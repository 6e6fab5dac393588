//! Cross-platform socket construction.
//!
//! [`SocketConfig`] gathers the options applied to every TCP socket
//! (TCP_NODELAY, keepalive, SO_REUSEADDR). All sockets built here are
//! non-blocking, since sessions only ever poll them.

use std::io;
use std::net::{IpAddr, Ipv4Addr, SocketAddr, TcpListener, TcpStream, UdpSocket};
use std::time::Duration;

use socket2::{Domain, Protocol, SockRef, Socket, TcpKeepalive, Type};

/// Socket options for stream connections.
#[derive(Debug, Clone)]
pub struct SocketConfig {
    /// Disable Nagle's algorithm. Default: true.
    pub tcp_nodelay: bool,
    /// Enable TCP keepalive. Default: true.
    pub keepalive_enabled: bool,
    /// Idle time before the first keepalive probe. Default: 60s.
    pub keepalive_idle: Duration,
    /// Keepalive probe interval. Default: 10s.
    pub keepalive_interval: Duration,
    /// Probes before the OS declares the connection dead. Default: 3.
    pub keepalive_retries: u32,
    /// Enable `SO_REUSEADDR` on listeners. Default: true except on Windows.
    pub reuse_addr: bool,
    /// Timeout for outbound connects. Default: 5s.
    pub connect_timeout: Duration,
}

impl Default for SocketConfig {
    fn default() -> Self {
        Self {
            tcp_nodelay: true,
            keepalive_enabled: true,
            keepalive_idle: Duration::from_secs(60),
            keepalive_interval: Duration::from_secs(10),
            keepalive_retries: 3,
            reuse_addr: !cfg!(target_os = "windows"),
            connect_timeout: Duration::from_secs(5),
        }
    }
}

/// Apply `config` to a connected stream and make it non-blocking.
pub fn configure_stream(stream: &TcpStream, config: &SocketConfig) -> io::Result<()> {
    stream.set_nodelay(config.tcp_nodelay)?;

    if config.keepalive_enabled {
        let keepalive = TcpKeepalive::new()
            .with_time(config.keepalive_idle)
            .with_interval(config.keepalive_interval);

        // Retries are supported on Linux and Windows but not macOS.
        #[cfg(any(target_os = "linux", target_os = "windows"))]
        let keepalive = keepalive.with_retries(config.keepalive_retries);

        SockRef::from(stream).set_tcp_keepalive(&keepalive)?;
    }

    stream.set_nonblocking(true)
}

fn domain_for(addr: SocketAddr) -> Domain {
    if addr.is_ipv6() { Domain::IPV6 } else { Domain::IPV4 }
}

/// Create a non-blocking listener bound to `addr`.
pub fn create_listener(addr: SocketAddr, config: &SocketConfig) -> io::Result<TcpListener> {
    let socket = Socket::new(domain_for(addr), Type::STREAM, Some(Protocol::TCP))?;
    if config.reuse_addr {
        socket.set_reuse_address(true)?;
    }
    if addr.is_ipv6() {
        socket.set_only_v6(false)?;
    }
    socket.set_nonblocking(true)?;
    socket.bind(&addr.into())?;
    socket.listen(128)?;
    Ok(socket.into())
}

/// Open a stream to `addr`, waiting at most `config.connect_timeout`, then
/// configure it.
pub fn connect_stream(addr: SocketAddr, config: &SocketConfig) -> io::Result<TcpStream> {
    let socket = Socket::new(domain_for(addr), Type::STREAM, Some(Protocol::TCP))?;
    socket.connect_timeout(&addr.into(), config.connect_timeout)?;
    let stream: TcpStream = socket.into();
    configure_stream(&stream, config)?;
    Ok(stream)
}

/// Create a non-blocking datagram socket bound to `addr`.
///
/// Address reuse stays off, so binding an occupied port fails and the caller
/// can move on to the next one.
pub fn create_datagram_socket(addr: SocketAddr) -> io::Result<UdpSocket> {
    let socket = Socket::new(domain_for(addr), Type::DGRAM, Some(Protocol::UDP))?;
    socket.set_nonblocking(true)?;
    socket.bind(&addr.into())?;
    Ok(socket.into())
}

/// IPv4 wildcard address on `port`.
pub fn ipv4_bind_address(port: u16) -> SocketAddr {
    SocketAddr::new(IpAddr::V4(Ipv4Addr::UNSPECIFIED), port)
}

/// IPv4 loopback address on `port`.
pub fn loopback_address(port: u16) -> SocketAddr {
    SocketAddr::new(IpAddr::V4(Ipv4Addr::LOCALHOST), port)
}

_ _ _

All lines in the listing above between the line with "a non-blocking datagram" and the line with "pub fn create_datagram_socket(addr: SocketAddr)", inclusive, should be set down exactly, and no line outside that range.

Exercise answer:
/// Create a non-blocking datagram socket bound to `addr`.
///
/// Address reuse stays off, so binding an occupied port fails and the caller
/// can move on to the next one.
pub fn create_datagram_socket(addr: SocketAddr) -> io::Result<UdpSocket> {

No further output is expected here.